Journal of Chemical Physics | 2005

Nucleation of ordered solid phases of proteins via a disordered high-density state: phenomenological approach.

Weichun Pan; Anatoly B. Kolomeisky; Peter G. Vekilov

Nucleation of ordered solid phases of proteins triggers numerous phenomena in laboratory, industry, and in healthy and sick organisms. Recent simulations and experiments with protein crystals suggest that the formation of an ordered crystalline nucleus is preceded by a disordered high-density cluster, akin to a droplet of high-density liquid that has been observed with some proteins; this mechanism allowed a qualitative explanation of recorded complex nucleation kinetics curves. Here, we present a simple phenomenological theory that takes into account intermediate high-density metastable states in the nucleation process. Nucleation rate data at varying temperature and protein concentration are reproduced with high fidelity using literature values of the thermodynamic and kinetic parameters of the system. Our calculations show that the growth rate of the near-critical and supercritical ordered clusters within the dense intermediate is a major factor for the overall nucleation rate. This highlights the role of viscosity within the dense intermediate for the formation of the ordered nucleus. The model provides an understanding of the action of additives that delay or accelerate nucleation and presents a framework within which the nucleation of other ordered protein solid phases, e.g., the sickle cell hemoglobin polymers, can be analyzed.
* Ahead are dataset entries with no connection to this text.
#![cfg_attr(feature = "fail-on-warnings", deny(warnings))]
#![warn(clippy::all, clippy::pedantic, clippy::nursery, clippy::cargo)]
#![allow(clippy::multiple_crate_versions, clippy::cargo_common_metadata)]

//! Versioned file cache.
//!
//! Layout under the cache root:
//!
//! ```text
//! {root}/{kind}/{fingerprint}.{hex(version)}.{created_millis}.mpk
//! ```
//!
//! Versions longer than 64 bytes are named `h{sha256(version)}` instead
//! of their hex form, keeping every name well under the usual 255-byte
//! file name limit. The envelope always holds the full version.
//!
//! Every write creates a new file, so an entry for an older upstream
//! version is never replaced in place; stale files are removed by
//! [`CacheStore::sweep`]. Files hold a `MessagePack` envelope carrying
//! the fingerprint, version, creation time and payload. Writes land in a
//! `.mpk.tmp` file first; the sweep also removes old leftovers of those.

pub mod key;

use std::fs;
use std::io;
use std::path::{Path, PathBuf};

use chrono::{DateTime, Duration, Utc};
use serde::de::DeserializeOwned;
use serde::{Deserialize, Serialize};
use sha2::{Digest, Sha256};
use strum::IntoEnumIterator;

pub use key::{ArtifactKind, CacheKey};

const EXTENSION: &str = "mpk";
const TEMP_EXTENSION: &str = "mpk.tmp";

/// Longest version, in bytes, stored hex-encoded in a file name.
const MAX_PLAIN_VERSION_BYTES: usize = 64;

/// Marks a hashed version tag. Never a hex digit.
const HASHED_VERSION_PREFIX: char = 'h';

/// Errors from cache operations.
#[derive(Debug, thiserror::Error)]
pub enum CacheError {
    /// Filesystem error on a specific path.
    #[error("Cache I/O error on {path}: {source}")]
    Io {
        /// Path being accessed.
        path: PathBuf,
        /// Underlying error.
        source: io::Error,
    },

    /// Payload could not be encoded.
    #[error("Cache encode error: {0}")]
    Encode(#[from] rmp_serde::encode::Error),

    /// A stored entry could not be decoded.
    #[error("Cache decode error in {path}: {source}")]
    Decode {
        /// Offending file.
        path: PathBuf,
        /// Underlying error.
        source: rmp_serde::decode::Error,
    },

    /// Nothing is stored for the key.
    #[error("No cached {kind} entries for {fingerprint}")]
    NotFound {
        /// Artifact kind, or `any` across all kinds.
        kind: String,
        /// Key fingerprint.
        fingerprint: String,
    },

    /// Some expired entries could not be deleted.
    #[error("Failed to delete {} expired cache entries", failures.len())]
    Sweep {
        /// Each entry that was left behind.
        failures: Vec<SweepFailure>,
    },
}

/// An entry the sweeper failed to delete.
#[derive(Debug, Clone, PartialEq, Eq)]
pub struct SweepFailure {
    /// File that is still present.
    pub path: PathBuf,
    /// Reason reported by the filesystem.
    pub reason: String,
}
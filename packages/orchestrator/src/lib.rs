#![cfg_attr(feature = "fail-on-warnings", deny(warnings))]
#![warn(clippy::all, clippy::pedantic, clippy::nursery, clippy::cargo)]
#![allow(clippy::multiple_crate_versions, clippy::cargo_common_metadata)]

//! Start-or-fetch orchestration.
//!
//! A request first resolves the scenario's upstream version. A current
//! cached result is returned directly. Otherwise a task is registered,
//! the project is fetched, parsed, scheduled and turned into an
//! accessibility matrix, and the provision computation is spawned as a
//! detached job whose progress is visible through the task tracker. At
//! most one computation runs per request fingerprint.

pub mod progress;

use std::sync::Arc;
use std::time::Duration;

use chrono::Utc;

use sirtep_cache::{ArtifactKind, CacheError, CacheKey, CacheStore, SweepReport};
use sirtep_config::{ParsingConfig, ProfileMap, SirtepConfig};
use sirtep_matrix::{AccessibilityMatrix, MatrixBuilder, MatrixError};
use sirtep_provision::{ProvisionEngine, ProvisionError, ProvisionInput};
use sirtep_provision_models::{
    Building, ProvisionRequest, ProvisionTable, Service, ServiceTypeId,
};
use sirtep_schedule::{ScheduleError, ScheduleInput, ScheduleOptimizer, ScheduleSummary};
use sirtep_tasks::{TaskError, TaskHandle, TaskId, TaskSnapshot, TaskStatus, TaskTracker};
use sirtep_urban_api::{
    ProjectDataSource, ProjectParser, RawProject, ScenarioInfo, UpstreamError, fetch_project,
};
use tokio::task::JoinHandle;

use crate::progress::TaskProgress;

/// Task detail while the project is fetched, parsed and scheduled.
pub const PREPARING_DETAIL: &str = "Preparing project data";

/// Task detail between preparation and the provision job picking it up.
pub const STARTING_DETAIL: &str = "Starting provision computation";

/// Upper bound on the cache actuality window (100 years).
const MAX_ACTUALITY_HOURS: i64 = 24 * 365 * 100;

/// Errors from orchestration.
#[derive(Debug, thiserror::Error)]
pub enum OrchestratorError {
    /// Request parameters are out of range.
    #[error("Invalid request: {0}")]
    InvalidRequest(String),

    /// The profile has no configured object priorities.
    #[error("Unknown profile {profile_id}")]
    UnknownProfile {
        /// Requested profile.
        profile_id: i64,
    },

    /// No computation was ever started for the parameters.
    #[error("No computation found for {fingerprint}")]
    NotStarted {
        /// Request fingerprint.
        fingerprint: String,
    },

    /// Upstream data could not be fetched or parsed.
    #[error(transparent)]
    Upstream(#[from] UpstreamError),

    /// The optimizer failed.
    #[error(transparent)]
    Schedule(#[from] ScheduleError),

    /// The matrix could not be built.
    #[error(transparent)]
    Matrix(#[from] MatrixError),

    /// The provision computation failed.
    #[error(transparent)]
    Provision(#[from] ProvisionError),

    /// Cache I/O failed.
    #[error(transparent)]
    Cache(#[from] CacheError),

    /// Task registry error.
    #[error(transparent)]
    Task(#[from] TaskError),

    /// A blocking worker panicked or was cancelled.
    #[error("Worker failed: {0}")]
    Join(#[from] tokio::task::JoinError),
}

/// Result of a start-or-fetch or poll.
#[derive(Debug, Clone, PartialEq)]
pub enum ProvisionOutcome {
    /// The result is available.
    Completed {
        /// Schedule summary.
        schedule: ScheduleSummary,
        /// Provision per period and service type.
        provision: ProvisionTable,
    },
    /// A computation is queued or running.
    InProgress {
        /// Its current state.
        task: TaskSnapshot,
    },
    /// The last computation failed.
    Failed {
        /// Its final state, with the failure message.
        task: TaskSnapshot,
    },
}

/// Everything the provision job needs, built before it is spawned.
struct Prepared {
    buildings: Vec<Building>,
    services: Vec<Service>,
    service_types: Vec<ServiceTypeId>,
    matrix: AccessibilityMatrix,
}

/// Coordinates upstream fetches, scheduling, caching and provision jobs.
pub struct Orchestrator {
    source: Arc<dyn ProjectDataSource>,
    optimizer: Arc<dyn ScheduleOptimizer>,
    cache: CacheStore,
    tasks: TaskTracker,
    parsing: ParsingConfig,
    profiles: ProfileMap,
    sweep_interval: Duration,
}

impl Orchestrator {
    /// Creates an orchestrator over `source` and `optimizer`.
    #[must_use]
    pub fn new(
        config: &SirtepConfig,
        source: Arc<dyn ProjectDataSource>,
        optimizer: Arc<dyn ScheduleOptimizer>,
    ) -> Self {
        let hours = i64::try_from(config.cache.actuality_hours)
            .unwrap_or(MAX_ACTUALITY_HOURS)
            .min(MAX_ACTUALITY_HOURS);
        let actuality = chrono::Duration::hours(hours);
        Self {
            source,
            optimizer,
            cache: CacheStore::new(config.cache.root.clone(), actuality),
            tasks: TaskTracker::new(),
            parsing: config.parsing,
            profiles: config.profiles.clone(),
            sweep_interval: config.cache.sweep_interval(),
        }
    }

    /// Task registry.
    #[must_use]
    pub const fn tasks(&self) -> &TaskTracker {
        &self.tasks
    }

    /// Artifact cache.
    #[must_use]
    pub const fn cache(&self) -> &CacheStore {
        &self.cache
    }

    /// Task id used for `request`.
    #[must_use]
    pub fn task_id(request: &ProvisionRequest) -> TaskId {
        TaskId::new(CacheKey::from(request).fingerprint())
    }

    fn validate(&self, request: &ProvisionRequest) -> Result<&[i64], OrchestratorError> {
        if request.periods == 0 {
            return Err(OrchestratorError::InvalidRequest(
                "periods must be at least 1".to_string(),
            ));
        }
        self.profiles
            .get(request.profile_id)
            .ok_or(OrchestratorError::UnknownProfile {
                profile_id: request.profile_id,
            })
    }

    /// Returns the cached result, the running task, or starts a new
    /// computation.
    ///
    /// # Errors
    ///
    /// Returns [`OrchestratorError`] for invalid requests, upstream
    /// failures, preparation failures (the task is marked failed) and
    /// cache I/O errors.
    pub async fn start_or_fetch(
        &self,
        request: ProvisionRequest,
        token: Option<&str>,
    ) -> Result<ProvisionOutcome, OrchestratorError> {
        let priorities = self.validate(&request)?.to_vec();
        let key = CacheKey::from(&request);
        let id = TaskId::new(key.fingerprint());

        if let Some(task) = self.in_flight(&id) {
            log::debug!("Task {id} already in flight");
            return Ok(ProvisionOutcome::InProgress { task });
        }

        let scenario = self.source.scenario_info(request.scenario_id, token).await?;
        if let Some(outcome) = self.cached(&key, &scenario.version)? {
            log::info!(
                "Serving cached provision for scenario {} @ {}",
                request.scenario_id,
                scenario.version
            );
            self.tasks.remove_completed(&id);
            return Ok(outcome);
        }

        let handle = match self.tasks.register(id.clone()) {
            Ok(handle) => handle,
            Err(TaskError::AlreadyActive { .. }) => {
                return Ok(ProvisionOutcome::InProgress {
                    task: self.tasks.get(&id)?,
                });
            }
            Err(e) => return Err(e.into()),
        };
        handle.describe(PREPARING_DETAIL)?;

        let prepared = match self.prepare(request, &key, &scenario, &priorities, token).await {
            Ok(prepared) => prepared,
            Err(e) => {
                if let Err(task_err) = handle.fail(e.to_string()) {
                    log::warn!("Could not mark task {id} failed: {task_err}");
                }
                return Err(e);
            }
        };

        handle.describe(STARTING_DETAIL)?;
        let task = handle.snapshot();

        tokio::spawn(run_provision(
            handle,
            self.cache.clone(),
            key,
            scenario.version,
            request.periods,
            prepared,
        ));

        Ok(ProvisionOutcome::InProgress { task })
    }

    /// Snapshot of the task under `id` while it is queued or running.
    fn in_flight(&self, id: &TaskId) -> Option<TaskSnapshot> {
        self.tasks
            .get(id)
            .ok()
            .filter(|task| !task.status.is_terminal())
    }

    /// Fetches, parses, schedules and builds the matrix; caches the matrix
    /// and the schedule summary.
    async fn prepare(
        &self,
        request: ProvisionRequest,
        key: &CacheKey,
        scenario: &ScenarioInfo,
        priorities: &[i64],
        token: Option<&str>,
    ) -> Result<Prepared, OrchestratorError> {
        let raw = fetch_project(self.source.as_ref(), scenario, priorities, token).await?;

        let job = PrepareJob {
            parser: ProjectParser::new(self.parsing),
            optimizer: Arc::clone(&self.optimizer),
            cache: self.cache.clone(),
            key: *key,
            version: scenario.version.clone(),
            priorities: priorities.to_vec(),
        };

        tokio::task::spawn_blocking(move || job.run(&raw, request)).await?
    }

    /// Returns the result if it is cached, or the state of the task for
    /// `request`.
    ///
    /// # Errors
    ///
    /// Returns [`OrchestratorError::NotStarted`] if nothing was ever
    /// computed or started for the parameters, or a cache error.
    pub fn poll(&self, request: &ProvisionRequest) -> Result<ProvisionOutcome, OrchestratorError> {
        self.validate(request)?;
        let key = CacheKey::from(request);
        let id = TaskId::new(key.fingerprint());

        match self.tasks.get(&id) {
            Ok(task) => match task.status {
                TaskStatus::Queued | TaskStatus::Running => {
                    return Ok(ProvisionOutcome::InProgress { task });
                }
                TaskStatus::Failed => return Ok(ProvisionOutcome::Failed { task }),
                TaskStatus::Completed => {}
            },
            Err(TaskError::NotFound { .. }) => {}
            Err(e) => return Err(e.into()),
        }

        if let Some(version) = self.cache.latest_version(ArtifactKind::Provision, &key)? {
            if let Some(outcome) = self.cached(&key, &version)? {
                self.tasks.remove_completed(&id);
                return Ok(outcome);
            }
        }

        Err(OrchestratorError::NotStarted {
            fingerprint: key.fingerprint(),
        })
    }

    /// Drops every cached artifact for `request`. A finished task for the
    /// parameters is forgotten too.
    ///
    /// # Errors
    ///
    /// Returns [`OrchestratorError::Cache`] with [`CacheError::NotFound`]
    /// if nothing was cached.
    pub fn invalidate(&self, request: &ProvisionRequest) -> Result<usize, OrchestratorError> {
        let key = CacheKey::from(request);
        let id = TaskId::new(key.fingerprint());
        if !self.tasks.is_active(&id) {
            self.tasks.remove(&id);
        }
        Ok(self.cache.delete_all(&key)?)
    }

    /// Deletes cache entries older than the actuality window and forgets
    /// finished tasks that have not changed within it.
    ///
    /// # Errors
    ///
    /// Returns [`OrchestratorError::Cache`] if entries could not be
    /// listed or deleted.
    pub async fn sweep_cache(&self) -> Result<SweepReport, OrchestratorError> {
        let cache = self.cache.clone();
        let max_age = cache.actuality();
        self.tasks.evict_finished_before(Utc::now() - max_age);
        Ok(tokio::task::spawn_blocking(move || cache.sweep(max_age)).await??)
    }

    /// Runs [`Self::sweep_cache`] every configured interval until the
    /// runtime shuts down.
    #[must_use]
    pub fn spawn_cache_sweeper(self: &Arc<Self>) -> JoinHandle<()> {
        let this = Arc::clone(self);
        tokio::spawn(async move {
            let mut interval = tokio::time::interval(this.sweep_interval);
            loop {
                interval.tick().await;
                match this.sweep_cache().await {
                    Ok(report) => log::debug!("Cache sweep: {report:?}"),
                    Err(e) => log::error!("Cache sweep failed: {e}"),
                }
            }
        })
    }

    fn cached(
        &self,
        key: &CacheKey,
        version: &str,
    ) -> Result<Option<ProvisionOutcome>, OrchestratorError> {
        let Some(provision) = self
            .cache
            .read_if_current::<ProvisionTable>(ArtifactKind::Provision, key, version)?
        else {
            return Ok(None);
        };
        let Some(schedule) = self
            .cache
            .read_if_current::<ScheduleSummary>(ArtifactKind::Response, key, version)?
        else {
            return Ok(None);
        };
        Ok(Some(ProvisionOutcome::Completed {
            schedule,
            provision,
        }))
    }
}

/// Blocking half of preparation: parse, schedule, build the matrix.
struct PrepareJob {
    parser: ProjectParser,
    optimizer: Arc<dyn ScheduleOptimizer>,
    cache: CacheStore,
    key: CacheKey,
    version: String,
    priorities: Vec<i64>,
}

impl PrepareJob {
    fn run(&self, raw: &RawProject, request: ProvisionRequest) -> Result<Prepared, OrchestratorError> {
        let parsed = self.parser.parse(raw, &self.priorities)?;

        let input = ScheduleInput::from_project(
            &parsed.buildings,
            &parsed.services,
            &parsed.objects,
            request.periods,
            request.max_area_per_period,
        );
        let schedule = self.optimizer.optimize(&input)?;
        let buildings = schedule.apply_to_buildings(&parsed.buildings);
        let services = schedule.apply_to_services(&parsed.services);

        let build = MatrixBuilder::build(&buildings, &services)?;
        log::info!(
            "Scenario {}: {} accessible pairs within {:.0} m",
            request.scenario_id,
            build.matrix.pairs().count(),
            build.max_radius
        );

        self.cache
            .write(ArtifactKind::Matrix, &self.key, &self.version, &build.matrix)?;
        self.cache
            .write(ArtifactKind::Response, &self.key, &self.version, &schedule.summary())?;

        Ok(Prepared {
            service_types: parsed.service_types(),
            buildings,
            services,
            matrix: build.matrix,
        })
    }
}

/// The detached provision job. Owns the task handle until the task is
/// terminal.
async fn run_provision(
    handle: TaskHandle,
    cache: CacheStore,
    key: CacheKey,
    version: String,
    periods: u32,
    prepared: Prepared,
) {
    if let Err(e) = handle.start() {
        log::error!("Cannot start provision task: {e}");
        return;
    }
    let handle = Arc::new(handle);
    let progress = TaskProgress::new(Arc::clone(&handle));

    let result = tokio::task::spawn_blocking(move || -> Result<(), OrchestratorError> {
        let table = ProvisionEngine::new(ProvisionInput {
            buildings: &prepared.buildings,
            services: &prepared.services,
            matrix: &prepared.matrix,
            periods,
            service_types: &prepared.service_types,
        })
        .compute(&progress)?;
        cache.write(ArtifactKind::Provision, &key, &version, &table)?;
        Ok(())
    })
    .await;

    let finished = match result {
        Ok(Ok(())) => handle.complete(),
        Ok(Err(e)) => handle.fail(e.to_string()),
        Err(e) => handle.fail(format!("Provision worker failed: {e}")),
    };
    if let Err(e) = finished {
        log::error!("Could not finish task {}: {e}", handle.id());
    }
}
Journal of Physical Chemistry B | 2010

Origin of Anomalous Mesoscopic Phases in Protein Solutions

Weichun Pan; Peter G. Vekilov; Vassiliy Lubchenko

Long-living mesoscopic clusters of a dense protein liquid are a necessary kinetic intermediate for the formation of solid aggregates of native and misfolded protein molecules; in turn, these aggregates underlie physiological and pathological processes and laboratory and industrial procedures. We argue that the clusters consist of a nonequilibrium mixture of single protein molecules and long-lived complexes of proteins. The puzzling mesoscopic size of the clusters is determined by the lifetime and diffusivity of these complexes. We predict and observe a crossover of cluster dynamics to critical-like density fluctuations at high protein concentrations. We predict and experimentally confirm that cluster dynamics obey a universal, diffusion-like scaling with time and wave vector, including in the critical-like regime. Nontrivial dependencies of the cluster size and volume fraction on the protein concentration are established. Possible mechanisms of complex formation include domain swapping, hydration forces, dispersive interactions, and other, system-specific, interactions. We highlight the significance of the hydration interaction and domain swapping with regard to the ubiquity of the clusters and their sensitivity to the chemical composition of the solvent. Our findings suggest novel ways to control protein aggregation.


Annals of the New York Academy of Sciences | 2006

Nucleation of Protein Crystals under the Influence of Solution Shear Flow

Anita Penkova; Weichun Pan; Feyzim V. Hodjaoglu; Peter G. Vekilov

Abstract:  Several recent theories and simulations have predicted that shear flow could enhance, or, conversely, suppress the nucleation of crystals from solution. Such modulations would offer a pathway for nucleation control and provide a novel explanation for numerous mysteries in nucleation research. For experimental tests of the effects of shear flow on protein crystal nucleation, we found that if a protein solution droplet of ∼ 5 μL (2–3 mm diameter at base) is held on a hydrophobic substrate in an enclosed environment and in a quasi‐uniform constant electric field of 2 to 6 kV cm−1, a rotational flow with a maximum rate at the droplet top of ∼ 10 μm s−1 is induced. The shear rate varies from 10−3 to 10−1 s−1. The likely mechanism of the rotational flow involves adsorption of the protein and amphiphylic buffer molecules on the air–water interface and their redistribution in the electric field, leading to nonuniform surface tension of the droplet and surface tension‐driven flow. Observations of the number of nucleated crystals in 24‐ and 72‐h experiments with the proteins ferritin, apoferritin, and lysozyme revealed that the crystals are typically nucleated at a certain radius of the droplet, that is, at a preferred shear rate. Variations of the rotational flow velocity resulted in suppression or enhancement of the total number of nucleated crystals of ferritin and apoferritin, while all solution flow rates were found to enhance lysozyme crystal nucleation. These observations show that shear flow may strongly affect nucleation, and that for some systems, an optimal flow velocity, leading to fastest nucleation, exists. Comparison with the predictions of theories and simulations suggest that the formation of ordered nuclei in a “normal” protein solution cannot be affected by such low shear rates. We conclude that the flow acts by helping or suppressing the formation of ordered nuclei within mesoscopic metastable dense liquid clusters. Such clusters were recently shown to exist in protein solutions and to constitute the first step in the nucleation mechanism of many protein and nonprotein systems.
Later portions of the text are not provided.